What should the correct boundary conditions on the pressure Poisson equation be in this case?

Answer 1

tldr: Reformulate the projection and avoid the need for boundary conditions on the pressure.

I think you are misinterpreting the projection scheme. In all formulations that I know, the pressure is never really computed.

It rather goes like:

1. Compute a tentative velocity $u^*$ approximating $u^{n+1}$
2. Project $u^*$ onto the space of divergence-free functions to obtain $u^{n+1}$ by solving $$ \begin{bmatrix} I & \nabla \\ \nabla \cdot & 0 \end{bmatrix} \begin{bmatrix} u^{n+1} \\ \phi \end{bmatrix} = \begin{bmatrix} u^{*} \\ 0 \end{bmatrix} $$

Some remarks here:

• You may compute the $u^*$ as you suggest (setting $\nabla p^{n+1}=0$). Typically, one rather uses a guess for the pressure gradient.
• In step 2. one computes the actual velocity, so that the given boundary conditions apply. However,
• The function $\phi$ is not the pressure, so that it might be difficult to interprete boundary conditions that include the pressure (like Navier-conditions). There are ways to relate $\phi$ to the pressure; cf., e.g. [1].
• Furthermore, the system in 2. can be brought into the Pressure Poisson Equation that you have. But at the expense of another spatial differentiation (taking the divergence) and the additional need of boundary conditions.

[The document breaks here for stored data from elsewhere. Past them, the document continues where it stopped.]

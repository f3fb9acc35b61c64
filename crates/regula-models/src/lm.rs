//! Linear regression by ordinary least squares
//!
//! - [`OlsModel`]: formula and captured data, fitted on demand
//! - [`OlsEstimator`]: the numerical least-squares step
//! - [`RegressionResult`]: immutable fit snapshot
//! - [`diagnostics`]: residual checks computed at fit time

pub mod diagnostics;
pub mod estimator;
pub mod ols;
mod qr;
pub mod result;

#[cfg(test)]
mod tests;

// Re-exports
pub use diagnostics::Diagnostics;
pub use estimator::{DEFAULT_TOLERANCE, OlsEstimator};
pub use ols::OlsModel;
pub use result::RegressionResult;

use ndarray::{Array1, Array2};
use regula_core::data::Record;

use crate::base::Result;

/// Dense vector of `f64`
pub type Vector = Array1<f64>;
/// Dense matrix of `f64`
pub type Matrix = Array2<f64>;

/// Convenience function for OLS regression: parse, build and fit in one call
pub fn ols<'a, R, I>(formula: &str, records: I) -> Result<RegressionResult>
where
    R: Record + 'a,
    I: IntoIterator<Item = &'a R>,
{
    OlsModel::new(formula, records)?.fit()
}
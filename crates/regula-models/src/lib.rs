//! Ordinary least squares estimation for regula
//!
//! [`lm::OlsModel`] binds a formula to a set of records and fits it into an
//! immutable [`lm::RegressionResult`], which renders the text summary through
//! [`base::summary`].
//!
//! ```
//! use std::collections::HashMap;
//! use regula_models::lm;
//!
//! let rows: Vec<HashMap<String, f64>> = [(1.0, 3.1), (2.0, 4.9), (3.0, 7.2), (4.0, 8.8)]
//!     .into_iter()
//!     .map(|(x, y)| HashMap::from([("x".to_string(), x), ("y".to_string(), y)]))
//!     .collect();
//!
//! let result = lm::ols("y ~ x", &rows).unwrap();
//! assert!(result.r_squared() > 0.99);
//! ```

pub mod base;
pub mod error;
pub mod lm;

pub use base::summary::SummaryOptions;
pub use error::ModelError;
pub use lm::{OlsEstimator, OlsModel, RegressionResult};
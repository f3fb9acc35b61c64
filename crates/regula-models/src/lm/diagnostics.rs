//! Linear model diagnostics
//!
//! Residual-based checks computed once at fit time: normality (skewness,
//! kurtosis, Jarque-Bera), serial correlation (Durbin-Watson) and the
//! residual five-number summary.

use statrs::distribution::{ChiSquared, ContinuousCDF};

use crate::base::{ModelError, ResidualStatistics, Result};
use crate::lm::Vector;

/// Diagnostic analyzer
#[derive(Debug, Clone, Copy)]
pub struct Diagnostics;

impl Diagnostics {
    /// Durbin-Watson statistic, `sum((e_t - e_{t-1})^2) / sum(e_t^2)`
    ///
    /// Values near 2 indicate no first-order autocorrelation.
    pub fn durbin_watson(residuals: &Vector) -> f64 {
        let sum_sq_diff: f64 = residuals
            .iter()
            .zip(residuals.iter().skip(1))
            .map(|(prev, next)| (next - prev).powi(2))
            .sum();
        let sum_sq = residuals.dot(residuals);

        sum_sq_diff / sum_sq
    }

    /// Sample skewness using population moments
    pub fn skewness(residuals: &Vector) -> f64 {
        let (m2, m3, _) = central_moments(residuals);
        m3 / m2.powf(1.5)
    }

    /// Sample kurtosis using population moments, 3.0 under normality
    pub fn kurtosis(residuals: &Vector) -> f64 {
        let (m2, _, m4) = central_moments(residuals);
        m4 / (m2 * m2)
    }

    /// Jarque-Bera normality test, returning the statistic and its χ²(2) p-value
    pub fn jarque_bera(residuals: &Vector) -> Result<(f64, f64)> {
        let n = residuals.len() as f64;
        let skew = Self::skewness(residuals);
        let kurtosis = Self::kurtosis(residuals);
        let statistic = n / 6.0 * (skew.powi(2) + (kurtosis - 3.0).powi(2) / 4.0);

        let chi2 = ChiSquared::new(2.0)
            .map_err(|e| ModelError::numerical(e.to_string(), "jarque_bera"))?;
        let p_value = if statistic.is_nan() {
            f64::NAN
        } else {
            chi2.sf(statistic)
        };

        Ok((statistic, p_value))
    }

    /// Quantile of an ascending slice by linear interpolation between order statistics
    pub fn quantile(sorted: &[f64], q: f64) -> f64 {
        match sorted.len() {
            0 => f64::NAN,
            1 => sorted[0],
            len => {
                let position = q.clamp(0.0, 1.0) * (len - 1) as f64;
                let lower = position.floor() as usize;
                let upper = (lower + 1).min(len - 1);
                let fraction = position - lower as f64;
                sorted[lower] + fraction * (sorted[upper] - sorted[lower])
            }
        }
    }

    /// Run all residual diagnostics
    pub fn run_all(residuals: &Vector) -> Result<ResidualStatistics> {
        let mut sorted = residuals.to_vec();
        sorted.sort_by(f64::total_cmp);

        let (jarque_bera, jarque_bera_p_value) = Self::jarque_bera(residuals)?;

        Ok(ResidualStatistics {
            min: Self::quantile(&sorted, 0.0),
            q1: Self::quantile(&sorted, 0.25),
            median: Self::quantile(&sorted, 0.5),
            q3: Self::quantile(&sorted, 0.75),
            max: Self::quantile(&sorted, 1.0),
            skewness: Self::skewness(residuals),
            kurtosis: Self::kurtosis(residuals),
            durbin_watson: Self::durbin_watson(residuals),
            jarque_bera,
            jarque_bera_p_value,
        })
    }
}

/// Second, third and fourth central moments
fn central_moments(values: &Vector) -> (f64, f64, f64) {
    let mean = values.mean().unwrap_or(0.0);
    let n = values.len() as f64;

    let (m2, m3, m4) = values.iter().fold((0.0, 0.0, 0.0), |(m2, m3, m4), &v| {
        let d = v - mean;
        let d2 = d * d;
        (m2 + d2, m3 + d2 * d, m4 + d2 * d2)
    });

    (m2 / n, m3 / n, m4 / n)
}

If you want to really compute the pressure, you can use the relation to $\phi$ (this is often sufficient for the next pressure gradient guess) or solve the actual Pressure Poisson Equation derived from your actual equation and when you have the velocity computed. There is some issues about the right boundary conditions, but also some good answers to that in [2].

[1] P. M. Gresho. On the theory of semi-implicit projection methods for viscous incompressible flow and its implementation via a finite element method that also introduces a nearly consistent mass matrix. I: Theory. Int. J. Numer. Methods Fluids, 11(5):587–620, 1990.

[2] P. M. Gresho and R. L. Sani. Incompressible flow and the finite element method. Vol. 2: Isothermal laminar flow. Wiley, Chichester, UK, 2000.

Answer 2

The most obvious choice is setting $\mathbf{u}^* = \mathbf{u}^{n+1}$ on the boundary.

This is true if your velocity is described by Dirichlet BCs, however, if your velocity BCs are described by Neumann BCs (fully developed flow, e.g.), you should use $\frac{\partial \mathbf{u}^*}{\partial n} = 0$. This, it sounds to me, is what you're looking for.